Tuesday, 28 May 2024

Balancing Psychological Hungers is important

We all have physical needs. Food, shelter, desire etc.

But along with it, there is another set of needs which are equally important. They are psychological hungers.

Eric Berne of Transactional Analysis fame identified that human beings have three psychological hungers. They are the need for Certainty/Structure; the need for Stimulation; and the need for Recognition

And just like the distress we feel when our physical needs go unmet for a long time, when our psychological needs are not fulfilled, we feel disturbed.

More importantly, we need a certain degree of all the three to function properly. When there is an imbalance, it is not natural.

Certainty/Structure is representation of degree of control we have in life. It comes from the ability to predict the cause and effect of our actions, if not perfectly, to some extent. If we live in an environment when there is no structure, it can be very unnerving. This is why employment uncertainty can be such a debilitating situation to be in. This is why it is so hard to deal with unpredictable people. On the flip side, having too much certainty numbs us and makes us unreactive. Too much structure means we are not able to react with flexibility, and that makes us fragile.

Stimulation is the need for excitement. It is the inbuilt desire for curiosity and finding something interesting. Boredom is mostly intolerable. Without stimulation, the passion we feel for most things will not sustain. But again, too much stimulation is toxic. The most pertinent example I see of this overstimulation is our addiction to our phones and to scrolling. That is cheap stimulation and we have become addicted to it.

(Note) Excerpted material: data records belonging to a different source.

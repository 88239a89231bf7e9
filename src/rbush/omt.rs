//! OMT (Overlap-Minimizing Top-down) bulk load (§4.6): recursively
//! partitions a batch of items into roughly square tiles using quickselect,
//! without ever fully sorting the batch.

use super::node::{union_bounds, Node, NodeChildren};
use crate::envelope::Boundable;
use crate::quickselect::quickselect;
use ordered_float::OrderedFloat;
use std::cmp::Ordering;
use tracing::debug;

enum OmtShape {
    Leaf(Vec<usize>),
    Internal {
        height: usize,
        children: Vec<OmtShape>,
    },
}

/// Builds a balanced subtree from `items` via OMT packing and returns its
/// root node. Callers are responsible for merging the result into an
/// existing tree (see `RBush::load`).
pub fn build_subtree<T>(items: Vec<Boundable<T>>, max_entries: usize) -> Node<T> {
    let n = items.len();
    if n == 0 {
        return Node::empty_leaf();
    }
    let mut order: Vec<usize> = (0..n).collect();
    let shape = build_shape(&items, &mut order, 0, n - 1, 0, max_entries);

    let mut slots: Vec<Option<Boundable<T>>> = items.into_iter().map(Some).collect();
    materialize(&mut slots, shape)
}

fn build_shape<T>(
    items: &[Boundable<T>],
    order: &mut [usize],
    left: usize,
    right: usize,
    height: usize,
    max_entries: usize,
) -> OmtShape {
    let n = right - left + 1;

    if n <= max_entries {
        return OmtShape::Leaf(order[left..=right].to_vec());
    }

    let (height, m) = if height == 0 {
        let h = ((n as f64).ln() / (max_entries as f64).ln()).ceil().max(1.0) as usize;
        let m = (n as f64 / (max_entries as f64).powi((h - 1) as i32))
            .ceil()
            .max(1.0) as usize;
        debug!(
            "omt: outermost call picked height={}, top-level branching m={} for n={}",
            h, m, n
        );
        (h, m)
    } else {
        (height, max_entries)
    };

    let n2 = ((n as f64) / (m as f64)).ceil().max(1.0) as usize;
    let n1 = (n2 * ((m as f64).sqrt()).ceil() as usize).max(1);

    multi_select(items, order, left, right, n1, Axis::X);

    let mut children = Vec::new();
    let mut i = left;
    loop {
        let right2 = (i + n1 - 1).min(right);
        multi_select(items, order, i, right2, n2, Axis::Y);

        let mut j = i;
        loop {
            let right3 = (j + n2 - 1).min(right2);
            children.push(build_shape(items, order, j, right3, height - 1, max_entries));
            if right3 >= right2 {
                break;
            }
            j += n2;
        }

        if right2 >= right {
            break;
        }
        i += n1;
    }

    OmtShape::Internal { height, children }
}

#[derive(Clone, Copy)]
enum Axis {
    X,
    Y,
}

/// Recursively quickselects `order[left..=right]` into contiguous groups of
/// size `n`, ordered by `axis`, without fully sorting the range.
fn multi_select<T>(items: &[Boundable<T>], order: &mut [usize], left: usize, right: usize, n: usize, axis: Axis) {
    let key = |idx: usize| -> f64 {
        match axis {
            Axis::X => items[idx].bounds.min_x,
            Axis::Y => items[idx].bounds.min_y,
        }
    };
    let cmp =
        |a: &usize, b: &usize| -> Ordering { OrderedFloat(key(*a)).cmp(&OrderedFloat(key(*b))) };

    let mut stack = vec![(left, right)];
    while let Some((l, r)) = stack.pop() {
        if r - l <= n {
            continue;
        }
        let mid = l + (((r - l) as f64) / (n as f64) / 2.0).ceil() as usize * n;
        quickselect(order, mid, l, r, &cmp);
        stack.push((l, mid));
        stack.push((mid, r));
    }
}

fn materialize<T>(slots: &mut [Option<Boundable<T>>], shape: OmtShape) -> Node<T> {
    match shape {
        OmtShape::Leaf(indices) => {
            let leaves: Vec<Boundable<T>> = indices
                .into_iter()
                .map(|i| slots[i].take().expect("each index is consumed exactly once"))
                .collect();
            let bounds = union_bounds(&leaves);
            Node {
                bounds,
                height: 1,
                children: NodeChildren::Leaves(leaves),
            }
        }
        OmtShape::Internal { height, children } => {
            let mut nodes = Vec::with_capacity(children.len());
            for c in children {
                nodes.push(materialize(slots, c));
            }
            let bounds = union_bounds(&nodes);
            Node {
                bounds,
                height,
                children: NodeChildren::Nodes(nodes),
            }
        }
    }
}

Recognition is the need to be heard, seen and acknowledged. This comes from our social nature. Our lives are lived in the intersection of our relationships with different people who inhabit our world. If we don't feel acknowledged, we feel adrift. This can happen in the workplace, in our intimate relationships and in our own spiritual journeys as well. Too much recognition, makes us vulnerable to becoming trapped in a need for external validation. 

These three hungers are present in every human being. So, as we look to fulfil these needs for ourselves, we should acknowledge that others need this as well for their efficient functioning.

And here is the wonderful part. Unlike our physical needs, where giving someone food does not ensure you receive food, or desiring someone does not ensure you are desired, the psychological hungers operate on a different pathway.

In the realm of interpersonal relationships, you get what you give. Let’s take the example of recognition. If you seek recognition, the best way to get it is to provide recognition to others. If you walk into a crowded party where people are all speaking to each other, and nobody has seen you, the best way to get acknowledged and included is to go and say "hi!" to a friend or acquaintance, or wave and call someone's name out, even if they are at the other end. 

Similarly, a co-worker who helps provide some structure to a new employee, by showing them some of the easy ways to do things around the office, will feel the reciprocation of the new colleague soon enough. 

If you are lacking stimulation in life, cultivate a sense of excitement and energy for the most mundane interactions. Smile and talk excitedly to the cashier at your local grocer. They will be obliged to reciprocate.